Sidney Lumet is a mastermind in the classic cinema realm. Contemporarily, I’ve always admired Lynne Ramsay for having a unique sensibility that’s thoughtful and each of her pieces is visually arresting from the inside out. I’m also really into cinema from South Korea, the standouts there are Lee Chang-dong and Kim Ki-duk – they both have an incredible knack for storytelling, dealing with sensitive subjects, while bridging art and entertainment seamlessly. For music videos, Floria Sigismondi creates the stylistic choices that I really resonate with. Commercially, I’m in awe of Bruno Aveillan for his sophisticated eye.

9) What is your favorite movie? Your favorite television/online program? Your favorite commercial or branded content? 
I’m currently obsessed with Call Me By Your Name – the pure storytelling, incredible acting, perfect soundtrack, all within the beautiful sun-drenched Italian countryside is nearly indescribable. My all-time favorite movie is When Harry Met Sally. My favorite television shows are Insecure, The Night Of, Felicity. I love Alma Har’el’s JellyWolf short film for Chanel / i-D – feminist fashion film featuring Lisa Bonet with trippy visuals – need I say more?

10) Tell us about your background (i.e., where did you grow up? Past jobs?) 
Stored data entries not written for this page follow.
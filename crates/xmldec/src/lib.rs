//! xmldec - Namespace-aware XML decoding onto strongly-typed values
//!
//! Parsing and decoding are two separate phases: a document is parsed once
//! into an immutable node tree, then any number of decode operations map
//! subtrees onto Rust types, driven by coding keys that select children by
//! local name, namespace, and node kind.
//!
//! # Quick Start
//!
//! ```
//! use xmldec::{Decoder, FromXml, Key, Result};
//!
//! struct Person {
//!     name: String,
//!     age: u32,
//! }
//!
//! impl FromXml for Person {
//!     fn from_xml(decoder: &Decoder<'_>) -> Result<Self> {
//!         let keyed = decoder.keyed()?;
//!         Ok(Self {
//!             name: keyed.decode(&Key::attribute("name"))?,
//!             age: keyed.decode(&Key::element("age"))?,
//!         })
//!     }
//! }
//!
//! # fn main() -> Result<()> {
//! let person: Person = xmldec::from_str(r#"<person name="Ji-su"><age>30</age></person>"#)?;
//! assert_eq!(person.name, "Ji-su");
//! assert_eq!(person.age, 30);
//! # Ok(())
//! # }
//! ```

#![forbid(unsafe_code)]

pub mod error;
pub use error::{Error, Pos, Result};

pub mod node;
pub use node::{Attribute, Element, Namespace, Node, NodeType, Text};

pub mod scope;
pub use scope::Scope;

pub mod reader;
pub use reader::{Event, EventSink, Reader};

pub mod tree;
pub use tree::TreeBuilder;

pub mod key;
pub use key::{CodingPath, Key, NodeKind, XmlKeyInfo};

pub mod config;
pub use config::{
    element_nil_from_xsi_attribute, element_nil_when_empty, DecodingConfiguration, Formatter,
    KeyTransform, NilCheckFailure, NilPredicate, XSI_NAMESPACE,
};

pub mod decode;
pub use decode::{
    AttributeDecoder, Decoder, ElementDecoder, ElementSequenceDecoder, FromXml, KeyedContainer,
    SingleValueContainer, UnkeyedContainer,
};

pub mod document;
pub use document::Document;

/// Parse a document and decode a value from its root element, using the
/// default configuration.
pub fn from_str<T: FromXml>(xml: &str) -> Result<T> {
    from_str_with_config(xml, &DecodingConfiguration::default())
}

/// Parse a document from bytes and decode a value from its root element,
/// using the default configuration.
pub fn from_bytes<T: FromXml>(xml: &[u8]) -> Result<T> {
    from_bytes_with_config(xml, &DecodingConfiguration::default())
}

/// Parse a document and decode a value with a custom configuration.
pub fn from_str_with_config<T: FromXml>(
    xml: &str,
    configuration: &DecodingConfiguration,
) -> Result<T> {
    Document::from_str(xml)?.decode(configuration)
}

/// Parse a document from bytes and decode a value with a custom
/// configuration.
pub fn from_bytes_with_config<T: FromXml>(
    xml: &[u8],
    configuration: &DecodingConfiguration,
) -> Result<T> {
    Document::from_bytes(xml)?.decode(configuration)
}
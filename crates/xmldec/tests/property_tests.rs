//! Property-based tests for parsing and decoding
//!
//! These tests use proptest to verify:
//! 1. Document order is preserved for sibling elements
//! 2. Leaf text round-trips through entity escaping
//! 3. Numeric leaf values round-trip through the default formatter
//! 4. Arbitrary input never panics the parser

use proptest::prelude::*;
use xmldec::{from_str, DecodingConfiguration, Document, Key};

fn escape_text(text: &str) -> String {
    let mut out = String::with_capacity(text.len());
    for ch in text.chars() {
        match ch {
            '&' => out.push_str("&amp;"),
            '<' => out.push_str("&lt;"),
            '>' => out.push_str("&gt;"),
            _ => out.push(ch),
        }
    }
    out
}

fn name_strategy() -> impl Strategy<Value = String> {
    "[a-z][a-z0-9]{0,8}"
}

proptest! {
    #[test]
    fn prop_sibling_order_preserved(names in prop::collection::vec(name_strategy(), 0..8)) {
        let mut xml = String::from("<root>");
        for name in &names {
            xml.push('<');
            xml.push_str(name);
            xml.push_str("/>");
        }
        xml.push_str("</root>");

        let document = Document::from_str(&xml).unwrap();
        let parsed: Vec<String> = document
            .root()
            .child_elements()
            .map(|child| child.node_type.local_name.clone())
            .collect();
        prop_assert_eq!(parsed, names);
    }

    #[test]
    fn prop_text_round_trips_through_escaping(text in "[ -~]{0,64}") {
        let xml = format!("<v>{}</v>", escape_text(&text));
        let decoded: String = from_str(&xml).unwrap();
        prop_assert_eq!(decoded, text);
    }

    #[test]
    fn prop_integers_round_trip(value in -(1i64 << 53)..=(1i64 << 53)) {
        // The default number formatter goes through f64, which represents
        // integers up to 2^53 exactly.
        let xml = format!("<v>{value}</v>");
        let decoded: i64 = from_str(&xml).unwrap();
        prop_assert_eq!(decoded, value);
    }

    #[test]
    fn prop_attribute_values_round_trip(value in "[a-zA-Z0-9 .,:_-]{0,32}") {
        let xml = format!(r#"<v a="{value}"/>"#);
        let document = Document::from_str(&xml).unwrap();
        let config = DecodingConfiguration::default();
        let decoded: String = document
            .decoder(&config)
            .keyed()
            .decode(&Key::attribute("a"))
            .unwrap();
        prop_assert_eq!(decoded, value);
    }

    #[test]
    fn prop_parser_never_panics(input in "[ -~]{0,128}") {
        // Any outcome is acceptable as long as it is an Err, not a panic.
        let _ = Document::from_str(&input);
    }
}
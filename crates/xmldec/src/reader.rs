//! Event-based XML reading

pub mod cursor;
pub mod event;
pub mod parser;

pub use cursor::Cursor;
pub use event::{Event, EventSink};
pub use parser::Reader;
I am a Taiwanese-American raised in California, from San Jose to the suburbs of Los Angeles. I attended school in LA, and have since moved to NYC, though recently have been floating between the 2 cities. I grew up studying photography, theater, and music. I’ve had so many jobs, it’s pretty funny in hindsight: barista, record store clerk at Amoeba (one of my favorites), graphic designer, intern, casting director, producer, post-producer, editor. I do believe my experiences in other positions in film have helped me wear a lot of hats in production and communicate effectively with clients. My focus has always been to direct professionally, and it’s finally manifesting. It’s been a wild ride, and I look forward to more of it.